# The English name "Joshua"



## tFighterPilot

Something that recently crossed my mind, all English versions of Hebrew names went through Greek and Latin, neither of which had the the consonant [sh] which caused most Hebrew names containing שׁ to have this letter realized as [s] (Jerusalem, Solomon, Simon etc). How come the name Joshua does have it?


----------



## Kevin Beach

I suspect it's a coincidence. Sometimes in English, a sound that is meant to be *syu/zyu* is pronounced *shu/zhu*. Thus, tonsure becomes tonshure; pleasure becomes plezhure; sure becomes shure; etc. It isn't difficult to imagine that Josua would become Joshua, first in speech and then in writing.

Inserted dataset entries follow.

use once_cell::sync::Lazy;
use regex::Regex;

static EMAIL_RE: Lazy<Regex> = Lazy::new(|| {
    Regex::new(r"^[A-Za-z0-9._%+-]+@[A-Za-z0-9.-]+\.[A-Z|a-z]{2,}$").expect("Invalid email regex")
});

pub fn validate_email(email: &str) -> Result<(), &'static str> {
    // 邮箱格式校验：必须包含 @ 和 .
    if !EMAIL_RE.is_match(email) {
        return Err("Email format is invalid");
    }
    Ok(())
}

/// 分数必须落在 [0, 100]
pub fn validate_score(score: f64) -> Result<(), &'static str> {
    if !(0.0..=100.0).contains(&score) || score.is_nan() {
        return Err("Score must be between 0 and 100");
    }
    Ok(())
}

#[cfg(test)]
mod tests {
    use super::*;

    #[test]
    fn test_valid_email() {
        assert!(validate_email("student@vocademy.example").is_ok());
        assert!(validate_email("a.b+c@sub.domain.org").is_ok());
    }

    #[test]
    fn test_invalid_email() {
        assert!(validate_email("not-an-email").is_err());
        assert!(validate_email("missing@tld").is_err());
    }

    #[test]
    fn test_score_range() {
        assert!(validate_score(0.0).is_ok());
        assert!(validate_score(100.0).is_ok());
        assert!(validate_score(87.5).is_ok());
        assert!(validate_score(-0.1).is_err());
        assert!(validate_score(100.1).is_err());
        assert!(validate_score(f64::NAN).is_err());
    }
}
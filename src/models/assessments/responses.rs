use serde::Serialize;
use ts_rs::TS;

use super::entities::{AiAssessment, FinalGrade};

/// 学生可见的评估结果聚合
///
/// final_grade 存在时为权威结论；ai_assessment 始终作为临时反馈展示。
#[derive(Debug, Serialize, TS)]
#[ts(export, export_to = "../frontend/src/types/generated/assessment.ts")]
pub struct AssessmentOutcomeResponse {
    pub submission_id: i64,
    pub ai_assessment: Option<AiAssessment>,
    pub final_grade: Option<FinalGrade>,
    pub authoritative: bool, // final_grade 是否已存在
}
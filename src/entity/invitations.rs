//! 邀请实体
//!
//! token 由外部发号器生成，全局唯一；used_at 非空后进入终态。

use sea_orm::entity::prelude::*;

#[derive(Clone, Debug, PartialEq, DeriveEntityModel)]
#[sea_orm(table_name = "invitations")]
pub struct Model {
    #[sea_orm(primary_key)]
    pub id: i64,
    #[sea_orm(unique)]
    pub token: String,
    pub email: String,
    pub role: String,
    pub invited_by: i64,
    pub used_at: Option<i64>,
    pub used_by: Option<i64>,
    pub created_at: i64,
}

#[derive(Copy, Clone, Debug, EnumIter, DeriveRelation)]
pub enum Relation {
    #[sea_orm(
        belongs_to = "super::profiles::Entity",
        from = "Column::InvitedBy",
        to = "super::profiles::Column::Id"
    )]
    Inviter,
}

impl Related<super::profiles::Entity> for Entity {
    fn to() -> RelationDef {
        Relation::Inviter.def()
    }
}

impl ActiveModelBehavior for ActiveModel {}

impl Model {
    pub fn into_invitation(self) -> crate::models::invitations::entities::Invitation {
        use crate::models::invitations::entities::Invitation;
        use crate::models::profiles::entities::ProfileRole;
        use chrono::{DateTime, Utc};

        Invitation {
            id: self.id,
            token: self.token,
            email: self.email,
            role: self
                .role
                .parse::<ProfileRole>()
                .unwrap_or(ProfileRole::Student),
            invited_by: self.invited_by,
            used_at: self
                .used_at
                .map(|ts| DateTime::<Utc>::from_timestamp(ts, 0).unwrap_or_default()),
            used_by: self.used_by,
            created_at: DateTime::<Utc>::from_timestamp(self.created_at, 0).unwrap_or_default(),
        }
    }
}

Maybe too it was influenced by a growing knowledge of Hebrew among scholars from the 18th century.


----------



## origumi

Kevin Beach said:


> I suspect it's a coincidence. Sometimes in English, a sound that is meant to be *syu/zyu* is pronounced *shu/zhu*. Thus, tonsure becomes tonshure; pleasure becomes plezhure; sure becomes shure; etc. It isn't difficult to imagine that Josua would become Joshua, first in speech and then in writing. Maybe too it was influenced by a growing knowledge of Hebrew among scholars from the 18th century.


Then why would it happen to Jo*sh*ua but not to *S*olomon (Heb. *Sh*lomo), I*s*aiah (Heb. Ye*sh*aayah), Mo*z*es (Heb. Mo*sh*e), Je*ss*e (Heb. Yi*sh*ay), *S*imon (Heb. *Sh*imon) etc.?


----------



## Kevin Beach

origumi said:


> Then why would it happen to Jo*sh*ua but not to *S*olomon (Heb. *Sh*lomo), I*s*aiah (Heb. Ye*sh*aayah), Mo*z*es (Heb. Mo*sh*e), Je*ss*e (Heb. Yi*sh*ay), *S*imon (Heb. *Sh*imon) etc.?



Because none of those names contains the combination -syu- in its English pronunciation.


----------



## berndf

Kevin Beach said:


> Because none of those names contains the combination -syu- in its English pronunciation.


I think Origumi reacted to your last sentence:





> Maybe too it was influenced by a growing knowledge of Hebrew among scholars from the 18th century.


----------



## Kevin Beach

berndf said:


> I think Origumi reacted to your last sentence:
> 
> 
> 
> 
> Kevin Beach said:
> 
> 
> 
> 
> Maybe too it was influenced by a growing knowledge of Hebrew among scholars from the 18th century.
> 
> 
> 
> Well, it _was_ a secondary comment and it _was_ preceded by "Maybe"!
Click to expand...


----------



## Outsider

Wikipedia states a bit mysteriously that "As a result of the origin of the name, a majority of people before the 17th century who have this name are Jewish". My guess would be that this name came into English directly from Hebrew.


----------



## tFighterPilot

Outsider said:


> Wikipedia states a bit mysteriously that "As a result of the origin of the name, a majority of people before the 17th century who have this name are Jewish". My guess would be that this name came into English directly from Hebrew.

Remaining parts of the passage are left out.